WHAT TO PRODUCE :: Write out the entries below once more, exactly.

● ● ● ● ●

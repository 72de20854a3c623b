//! CLI configuration file support.
//!
//! Settings that fill in launcher flags the user did not pass explicitly.

use serde::{Deserialize, Serialize};
use std::path::{Path, PathBuf};
use thiserror::Error;

/// CLI configuration structure.
#[derive(Debug, Clone, Default, PartialEq, Eq, Serialize, Deserialize)]
pub struct CliConfig {
    /// Log level (trace, debug, info, warn, error)
    #[serde(default)]
    pub log_level: Option<String>,

    /// Directory for the summary CSV and framework logs
    #[serde(default)]
    pub log_dir: Option<PathBuf>,

    /// Parent directory for timestamped model save directories
    #[serde(default)]
    pub model_save_root: Option<PathBuf>,

    /// Execution backend id
    #[serde(default)]
    pub backend: Option<String>,

    /// Seed for the synthetic backend
    #[serde(default)]
    pub seed: Option<u64>,
}

/// Errors that can occur during configuration loading.
#[derive(Debug, Error)]
pub enum CliConfigError {
    /// Configuration file not found.
    #[error("Configuration file not found: {0}")]
    NotFound(String),

    /// Failed to read configuration file.
    #[error("Failed to read configuration file: {0}")]
    ReadError(String),

    /// Failed to parse configuration file.
    #[error("Failed to parse configuration file: {0}")]
    ParseError(String),
}

/// Result type for configuration operations.
pub type CliConfigResult<T> = std::result::Result<T, CliConfigError>;

impl CliConfig {
    /// Load configuration from a TOML file.
    pub fn load_from_file(path: &Path) -> CliConfigResult<Self> {
        if !path.exists() {
            return Err(CliConfigError::NotFound(path.display().to_string()));
        }

        let content = std::fs::read_to_string(path)
            .map_err(|e| CliConfigError::ReadError(format!("{}: {}", path.display(), e)))?;

        toml::from_str(&content).map_err(|e| CliConfigError::ParseError(format!("{}: {}", path.display(), e)))
    }

    /// Get default global configuration file path.
    pub fn default_global_path() -> PathBuf {
        std::env::var("HOME")
            .map(PathBuf::from)
            .unwrap_or_else(|_| PathBuf::from("."))
            .join(".launchpad")
            .join("config.toml")
    }

    /// Get default local configuration file path.
    pub fn default_local_path() -> PathBuf {
        PathBuf::from(".launchpadrc")
    }

    /// Discover and load configuration files.
    ///
    /// Loads configuration from:
    /// 1. Global config (~/.launchpad/config.toml)
    /// 2. Local config (./.launchpadrc)
    ///
    /// Local config overrides global config. Unreadable files are skipped.
    pub fn discover_and_load() -> Self {
        let mut config = Self::default();

        for path in [Self::default_global_path(), Self::default_local_path()] {
            match Self::load_from_file(&path) {
                Ok(found) => config.merge(&found),
                Err(CliConfigError::NotFound(_)) => {}
                Err(e) => tracing::warn!("Ignoring configuration file: {}", e),
            }
        }

        config
    }

    /// Load an explicit file, or fall back to discovery when none is given.
    pub fn resolve(explicit: Option<&Path>) -> CliConfigResult<Self> {
        match explicit {
            Some(path) => Self::load_from_file(path),
            None => Ok(Self::discover_and_load()),
        }
    }

    /// Merge another configuration into this one.
    ///
    /// Values from `other` override values in `self` if they are Some.
    pub fn merge(&mut self, other: &Self) {
        if let Some(ref log_level) = other.log_level {
            self.log_level = Some(log_level.clone());
        }
        if let Some(ref log_dir) = other.log_dir {
            self.log_dir = Some(log_dir.clone());
        }
        if let Some(ref root) = other.model_save_root {
            self.model_save_root = Some(root.clone());
        }
        if let Some(ref backend) = other.backend {
            self.backend = Some(backend.clone());
        }
        if other.seed.is_some() {
            self.seed = other.seed;
        }
    }
}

● ● ● ● ●

SOLUTION FOR THIS EXERCISE ::
repository 72de20854a3c623b
//! CLI configuration file support.
//!
//! Settings that fill in launcher flags the user did not pass explicitly.

use serde::{Deserialize, Serialize};
use std::path::{Path, PathBuf};
use thiserror::Error;

/// CLI configuration structure.
#[derive(Debug, Clone, Default, PartialEq, Eq, Serialize, Deserialize)]
pub struct CliConfig {
    /// Log level (trace, debug, info, warn, error)
    #[serde(default)]
    pub log_level: Option<String>,

    /// Directory for the summary CSV and framework logs
    #[serde(default)]
    pub log_dir: Option<PathBuf>,

    /// Parent directory for timestamped model save directories
    #[serde(default)]
    pub model_save_root: Option<PathBuf>,

    /// Execution backend id
    #[serde(default)]
    pub backend: Option<String>,

    /// Seed for the synthetic backend
    #[serde(default)]
    pub seed: Option<u64>,
}

/// Errors that can occur during configuration loading.
#[derive(Debug, Error)]
pub enum CliConfigError {
    /// Configuration file not found.
    #[error("Configuration file not found: {0}")]
    NotFound(String),

    /// Failed to read configuration file.
    #[error("Failed to read configuration file: {0}")]
    ReadError(String),

    /// Failed to parse configuration file.
    #[error("Failed to parse configuration file: {0}")]
    ParseError(String),
}

/// Result type for configuration operations.
pub type CliConfigResult<T> = std::result::Result<T, CliConfigError>;

impl CliConfig {
    /// Load configuration from a TOML file.
    pub fn load_from_file(path: &Path) -> CliConfigResult<Self> {
        if !path.exists() {
            return Err(CliConfigError::NotFound(path.display().to_string()));
        }

        let content = std::fs::read_to_string(path)
            .map_err(|e| CliConfigError::ReadError(format!("{}: {}", path.display(), e)))?;

        toml::from_str(&content).map_err(|e| CliConfigError::ParseError(format!("{}: {}", path.display(), e)))
    }

    /// Get default global configuration file path.
    pub fn default_global_path() -> PathBuf {
        std::env::var("HOME")
            .map(PathBuf::from)
            .unwrap_or_else(|_| PathBuf::from("."))
            .join(".launchpad")
            .join("config.toml")
    }

    /// Get default local configuration file path.
    pub fn default_local_path() -> PathBuf {
        PathBuf::from(".launchpadrc")
    }

    /// Discover and load configuration files.
    ///
    /// Loads configuration from:
    /// 1. Global config (~/.launchpad/config.toml)
    /// 2. Local config (./.launchpadrc)
    ///
    /// Local config overrides global config. Unreadable files are skipped.
    pub fn discover_and_load() -> Self {
        let mut config = Self::default();

        for path in [Self::default_global_path(), Self::default_local_path()] {
            match Self::load_from_file(&path) {
                Ok(found) => config.merge(&found),
                Err(CliConfigError::NotFound(_)) => {}
                Err(e) => tracing::warn!("Ignoring configuration file: {}", e),
            }
        }

        config
    }

    /// Load an explicit file, or fall back to discovery when none is given.
    pub fn resolve(explicit: Option<&Path>) -> CliConfigResult<Self> {
        match explicit {
            Some(path) => Self::load_from_file(path),
            None => Ok(Self::discover_and_load()),
        }
    }

    /// Merge another configuration into this one.
    ///
    /// Values from `other` override values in `self` if they are Some.
    pub fn merge(&mut self, other: &Self) {
        if let Some(ref log_level) = other.log_level {
            self.log_level = Some(log_level.clone());
        }
        if let Some(ref log_dir) = other.log_dir {
            self.log_dir = Some(log_dir.clone());
        }
        if let Some(ref root) = other.model_save_root {
            self.model_save_root = Some(root.clone());
        }
        if let Some(ref backend) = other.backend {
            self.backend = Some(backend.clone());
        }
        if other.seed.is_some() {
            self.seed = other.seed;
        }
    }
}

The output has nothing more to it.